UNIX arrived at the Stanford Linear Accelerator Center (SLAC) somewhat later than at many other research labs, but it proliferated rapidly. SLAC is a high-energy physics research laboratory, funded by the Department of Energy and operated by Stanford University in Palo Alto, California. Demand for computing is limitless in this environment; an experiment under construction today that is scheduled to begin in 1999 will collect 50 terabytes of data per year and requires the equivalent of 20,000 mainframe MIPS. The perceived low cost of RISC computing drove us to UNIX workstations and servers to provide that capacity. The distributed computing environment turned out to be more complex and labor intensive to administer than the familiar VM/CMS mainframe. So, the sys admin staff decided to duplicate some of the tools we had used on the mainframe and to invent others demanded by the new environment.
The tool discussed in this article is patrol, a Perl script that periodically checks the health of all of our machines. The need for patrol first came from the need to control some of the runaway processes found on our machines from time to time. The image was that of a constable making the rounds, rattling doors and checking windows, and occasionally raising the alarm. Like most such tools, patrol grew in stages, with features added as the need arose and one major rewrite when lots of special purpose code was replaced by generalized code and a flexible rules language to drive it.
patrol is too long to reproduce in its entirety here, but it's available from ftp.slac.stanford.edu in the /software/sysadmin directory. It currently runs on SunOS, AIX, and NextStep, since that's what is supported at SLAC. There are some dependencies on the formats of the ps and df command outputs that would need tweaking to run on other systems. There are also some SLAC dependencies for messaging, paging, etc. that would need to be customized to your location, although the core functions will still work.
The patrol script runs every 15 minutes, courtesy of cron. If it's licensed to kill (or renice or restart) processes, it needs to run as root, but not if it is simply to observe and report.
Each time the script runs, it does a ps command and a df command, saves information about processes and filesystems in an observations file, and computes the changes since the previous observation. It also checks various quantities and deltas against the rules in the file patrol.cf, and if a rule matches, performs the listed action. A sample rule is:
PC browser.* \
This rule checks interactive machines for processes whose name matches the regular expression ^(browser.*)$. If the process uses more than 25% of the CPU during the preceding interval, patrol mails the user a message about the amount of resource he is using. If the process uses more than 50% of the CPU, it mails the user a message about a looping process, kills the process, and posts an alert.
The configuration file (Listing 1) contains any number of rule statements. Each statement has a number of fields delimited by white space. The number of fields and meanings vary somewhat by statement type. First, I'll describe the three common fields, and then go through the statement types.
The first field of every statement is a code that determines the resource to be checked. Table 1 lists the current set of statement identifiers.

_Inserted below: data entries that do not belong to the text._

use guidance_core::model::{ChatMessage, ChatRole, ChatSessionSummary};

use crate::vm::markdown_vm::markdown_to_html;

/// One transcript bubble. Assistant content is rendered markdown; user
/// content stays plain text.
#[derive(Clone, Debug, PartialEq, Eq)]
pub struct MessageVm {
    pub role_class: &'static str,
    pub plain: Option<String>,
    pub html: Option<String>,
}

impl From<&ChatMessage> for MessageVm {
    fn from(message: &ChatMessage) -> Self {
        match message.role {
            ChatRole::User => Self {
                role_class: "bubble bubble--user",
                plain: Some(message.content.clone()),
                html: None,
            },
            ChatRole::Assistant => Self {
                role_class: "bubble bubble--assistant",
                plain: None,
                html: Some(markdown_to_html(&message.content)),
            },
        }
    }
}

#[must_use]
pub fn map_transcript(messages: &[ChatMessage]) -> Vec<MessageVm> {
    messages.iter().map(MessageVm::from).collect()
}

/// One entry of the saved-sessions sidebar.
#[derive(Clone, Debug, PartialEq, Eq)]
pub struct SessionRowVm {
    pub id: i64,
    pub title: String,
}

#[must_use]
pub fn map_session_rows(sessions: &[ChatSessionSummary]) -> Vec<SessionRowVm> {
    sessions
        .iter()
        .map(|s| SessionRowVm {
            id: s.id,
            title: s.display_title(),
        })
        .collect()
}

#[cfg(test)]
mod tests {
    use super::*;

    #[test]
    fn assistant_markdown_is_rendered_user_text_is_not() {
        let transcript = vec![
            ChatMessage::user("**not bold**"),
            ChatMessage::assistant("**bold**"),
        ];
        let vms = map_transcript(&transcript);
        assert_eq!(vms[0].plain.as_deref(), Some("**not bold**"));
        assert!(vms[0].html.is_none());
        assert!(vms[1].html.as_deref().unwrap().contains("<strong>"));
    }

    #[test]
    fn session_rows_use_display_titles() {
        let rows = map_session_rows(&[ChatSessionSummary { id: 7, title: None }]);
        assert_eq!(rows[0].title, "Chat 7");
    }
}
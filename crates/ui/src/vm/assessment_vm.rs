use guidance_core::model::{AssessmentQuestion, AssessmentResult, Topic};

/// One quiz question with its choices flattened for rendering. Option keys
/// come out in key order (the `BTreeMap` keeps them sorted).
#[derive(Clone, Debug, PartialEq, Eq)]
pub struct QuestionVm {
    pub index: usize,
    pub question: String,
    pub options: Vec<(String, String)>,
}

#[must_use]
pub fn map_questions(questions: &[AssessmentQuestion]) -> Vec<QuestionVm> {
    questions
        .iter()
        .enumerate()
        .map(|(index, q)| QuestionVm {
            index,
            question: q.question.clone(),
            options: q
                .options
                .iter()
                .map(|(key, text)| (key.clone(), text.clone()))
                .collect(),
        })
        .collect()
}

/// One row of the stored-result table.
#[derive(Clone, Debug, PartialEq, Eq)]
pub struct ResultRowVm {
    pub question: String,
    pub user_answer: String,
    pub correct_answer: String,
    pub correct: bool,
}

/// A topic's last stored evaluation, ready for display.
#[derive(Clone, Debug, PartialEq, Eq)]
pub struct ResultTableVm {
    pub score_label: String,
    pub rows: Vec<ResultRowVm>,
}

/// Decodes and maps the stored result of a topic, `None` when the topic has
/// no (parseable) result.
#[must_use]
pub fn map_result_table(topic: &Topic) -> Option<ResultTableVm> {
    let result = AssessmentResult::parse(topic)?;
    let score_label = result
        .score
        .map_or_else(|| "Score: n/a".to_string(), |s| format!("Score: {s:.0}%"));
    let rows = result
        .evaluation
        .iter()
        .map(|row| ResultRowVm {
            question: row.question.clone(),
            user_answer: row.user_answer.clone().unwrap_or_default(),
            correct_answer: row.correct_answer.clone().unwrap_or_default(),
            correct: row.is_correct,
        })
        .collect();
    Some(ResultTableVm { score_label, rows })
}

#[cfg(test)]
mod tests {
    use super::*;
    use std::collections::BTreeMap;

    #[test]
    fn questions_keep_their_index_and_sorted_options() {
        let questions = vec![AssessmentQuestion {
            question: "Which keyword moves ownership?".into(),
            options: BTreeMap::from([
                ("b".to_string(), "let".to_string()),
                ("a".to_string(), "move".to_string()),
            ]),
            answer: "a".into(),
        }];
        let vms = map_questions(&questions);
        assert_eq!(vms[0].index, 0);
        assert_eq!(vms[0].options[0].0, "a");
        assert_eq!(vms[0].options[1].0, "b");
    }

    #[test]
    fn result_table_maps_score_and_rows() {
        let mut topic = Topic::draft("Ownership", 2);
        topic.assessment_result = Some(serde_json::json!({
            "score": 66.7,
            "evaluation": [
                {"question": "Q1", "userAnswer": "a", "correctAnswer": "a", "isCorrect": true},
                {"question": "Q2", "userAnswer": "b", "correctAnswer": "c", "isCorrect": false}
            ]
        }));
        let table = map_result_table(&topic).unwrap();
        assert_eq!(table.score_label, "Score: 67%");
        assert_eq!(table.rows.len(), 2);
        assert!(table.rows[0].correct);
        assert_eq!(table.rows[1].correct_answer, "c");
    }

    #[test]
    fn topic_without_result_maps_to_none() {
        assert!(map_result_table(&Topic::draft("x", 1)).is_none());
    }
}
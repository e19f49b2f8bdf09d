use dioxus::prelude::*;
use dioxus_router::use_navigator;

use guidance_core::model::Topic;

use crate::context::AppContext;
use crate::routes::Route;
use crate::views::ViewError;

#[derive(Clone, Copy, Debug, PartialEq, Eq)]
enum PlanMode {
    Generate,
    Manual,
}

/// Shape of one entry in the manual-plan textarea.
#[derive(serde::Deserialize)]
struct ManualEntry {
    topic: String,
    duration: u32,
}

/// Parses the manual JSON plan into topic drafts. Rejected input never
/// reaches the network.
fn parse_manual_plan(raw: &str) -> Result<Vec<Topic>, ViewError> {
    let entries: Vec<ManualEntry> = serde_json::from_str(raw).map_err(|_| {
        ViewError::local(
            "Plan must be a JSON array of {\"topic\": \"...\", \"duration\": N} entries.",
        )
    })?;
    if entries.is_empty() {
        return Err(ViewError::local("A manual plan needs at least one topic."));
    }
    Ok(entries
        .into_iter()
        .map(|e| Topic::draft(e.topic, e.duration))
        .collect())
}

#[component]
pub fn CreatePathView() -> Element {
    let ctx = use_context::<AppContext>();
    let navigator = use_navigator();
    let mut domain = use_signal(String::new);
    let mut mode = use_signal(|| PlanMode::Generate);
    let mut manual_json = use_signal(String::new);
    let mut error = use_signal(|| None::<ViewError>);
    let mut busy = use_signal(|| false);

    let submit = move |_| {
        if busy() {
            return;
        }
        let paths = ctx.paths();
        let domain_value = domain().trim().to_string();
        if domain_value.is_empty() {
            error.set(Some(ViewError::local("Domain is required.")));
            return;
        }
        let topics = match mode() {
            // An empty plan asks the backend to generate the curriculum.
            PlanMode::Generate => Vec::new(),
            PlanMode::Manual => match parse_manual_plan(&manual_json()) {
                Ok(topics) => topics,
                Err(err) => {
                    error.set(Some(err));
                    return;
                }
            },
        };
        let mut busy = busy;
        let mut error = error;
        spawn(async move {
            busy.set(true);
            error.set(None);
            match paths.create_path(&domain_value, &topics).await {
                Ok(created) => {
                    navigator.push(Route::PathDetails { path_id: created.id });
                }
                Err(err) => {
                    if err.is_unauthorized() {
                        navigator.replace(Route::Login {});
                    } else {
                        error.set(Some(err.into()));
                    }
                }
            }
            busy.set(false);
        });
    };

    rsx! {
        div { class: "page create-page",
            header { class: "view-header",
                h2 { class: "view-title", "New learning path" }
            }
            if let Some(err) = error() {
                p { class: "error-banner",
                    "{err.message()}"
                    button {
                        class: "error-dismiss",
                        r#type: "button",
                        onclick: move |_| error.set(None),
                        "×"
                    }
                }
            }
            label { "Domain"
                input {
                    r#type: "text",
                    placeholder: "e.g. Backend Development",
                    value: "{domain()}",
                    oninput: move |evt| domain.set(evt.value()),
                }
            }
            div { class: "plan-mode",
                label {
                    input {
                        r#type: "radio",
                        name: "plan-mode",
                        checked: mode() == PlanMode::Generate,
                        onchange: move |_| mode.set(PlanMode::Generate),
                    }
                    "Generate the plan with AI"
                }
                label {
                    input {
                        r#type: "radio",
                        name: "plan-mode",
                        checked: mode() == PlanMode::Manual,
                        onchange: move |_| mode.set(PlanMode::Manual),
                    }
                    "Write the plan myself"
                }
            }
            if mode() == PlanMode::Manual {
                label { "Plan (JSON)"
                    textarea {
                        class: "plan-editor",
                        rows: "10",
                        placeholder: "[{{\"topic\": \"Basics\", \"duration\": 3}}]",
                        value: "{manual_json()}",
                        oninput: move |evt| manual_json.set(evt.value()),
                    }
                }
            }
            button {
                class: "btn btn-primary",
                r#type: "button",
                disabled: busy(),
                onclick: submit,
                if busy() { "Creating..." } else { "Create path" }
            }
        }
    }
}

The second field on each line contains a host selector field that determines whether that particular resource is checked on a given machine. The remainder of the statement is only executed if this field evaluates to true. This gives a method of having one common configuration file for many machines and only having the relevant checks performed on any given machine. The selector can take one of the following five forms:
1. a hostname as returned by the hostname command. Any Perl pattern is valid (e.g., pinto.*).
2. an architecture in square brackets such as [aix6000] or [sun4].
3. a feature name in angle brackets, such as <afs>, as explained below.
4. a command in backticks, indicating hosts on which the command returns true.
5. * to designate all hosts.
The features installed on each machine are listed in a small file named /etc/tailor.opts (Figure 1). This file drives SLAC's local software installation procedures. patrol consults this file to determine which resources to check. For instance, if AFS is installed on a machine, then the AFS daemons should be running.
There is one feature named usage employed to describe the general class of service provided by servers. This feature can take values such as interactive, batch, or fileserver. A selector such as <usage=fileserver> can be used to impose stricter limits on processes on a fileserver than on an interactive machine.
Most statements end with an action field to describe what to do. The available actions are listed in Table 2. The actions are fairly intuitive from their names, so I'll discuss them a bit later. All of the actions that send some sort of message to a log or to a person try to avoid flooding by establishing an interval in which they will not send a duplicate message. This interval generally defaults to six hours, but is specifiable with the intvl parameter.
Now, on to the description of what each statement does. The PC statement checks process CPU use against a set of thresholds. A process is selected by matching the process name against the regular expression in the third field. The first rule on which both the hostname selector and the process name selector match is the rule that is used. CPU usage for the interval is computed by subtracting the CPU time used at the beginning of the interval from the amount used at the end, and dividing by the number of seconds in the interval.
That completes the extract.